What I'm really trying to wrap my head around is "how would the equity we have in this rental have otherwise performed if we sold at different times and invested the money?" I don't want to buy other rentals. I just want to know if this rental has held its own vs. the stock market or is it a dog.
I *think* what I've landed on is determining the sale proceeds from a hypothetical sale each year and then using appreciation, mortgage pay down, and cash flow values to calculate a return. That's a true apples to apples comparison. I can even take this a step further and compare the amount we would have received had we sold the house when we moved out at the end of 2017, and subsequent market returns had we invested those funds, compared to the gains in appreciation, mortgage pay down, and cash flow over the last 6.5 years.

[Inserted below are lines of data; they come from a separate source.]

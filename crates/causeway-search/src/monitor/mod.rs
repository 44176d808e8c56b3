// Copyright (c) 2025 Felix Kahle.
//
// Permission is hereby granted, free of charge, to any person obtaining
// a copy of this software and associated documentation files (the
// "Software"), to deal in the Software without restriction, including
// without limitation the rights to use, copy, modify, merge, publish,
// distribute, sublicense, and/or sell copies of the Software, and to
// permit persons to whom the Software is furnished to do so, subject to
// the following conditions:
//
// The above copyright notice and this permission notice shall be
// included in all copies or substantial portions of the Software.
//
// THE SOFTWARE IS PROVIDED "AS IS", WITHOUT WARRANTY OF ANY KIND,
// EXPRESS OR IMPLIED, INCLUDING BUT NOT LIMITED TO THE WARRANTIES OF
// MERCHANTABILITY, FITNESS FOR A PARTICULAR PURPOSE AND
// NONINFRINGEMENT. IN NO EVENT SHALL THE AUTHORS OR COPYRIGHT HOLDERS BE
// LIABLE FOR ANY CLAIM, DAMAGES OR OTHER LIABILITY, WHETHER IN AN ACTION
// OF CONTRACT, TORT OR OTHERWISE, ARISING FROM, OUT OF OR IN CONNECTION
// WITH THE SOFTWARE OR THE USE OR OTHER DEALINGS IN THE SOFTWARE.

pub mod composite;
pub mod interrupt;
pub mod no_op;
pub mod search_monitor;
pub mod step_limit;
pub mod time_limit;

If that's the comparison, the rental is actually the winner by a significant margin. Had we sold the house at the end of 2017 and invested the proceeds, our total return (if invested 100% S&P 500) would have been 93%. By contrast, the appreciation, mortgage pay down, and cash flow amounts represent a 225% return on the proceeds of having sold the house in 2017. Mortgage pay down and cash flow are 84% of that and appreciation is the other 141%. Selling costs and taxes will be slightly higher now that the house is worth more and more depreciation has been taken so we could knock a few percentage points off of that 225% figure but that's still a pretty compelling number.
I suppose the wildcard is how you view housing and price appreciation. It doesn't have to appreciate. The area this house is in actually lagged behind the bigger pandemic home price explosion so the appreciation hasn't been as extreme as some other places. Without that component, the house under-performed the S&P and, considering the additional risk compared to index fund investing, that's a dog.
Something for me to chew on a little more.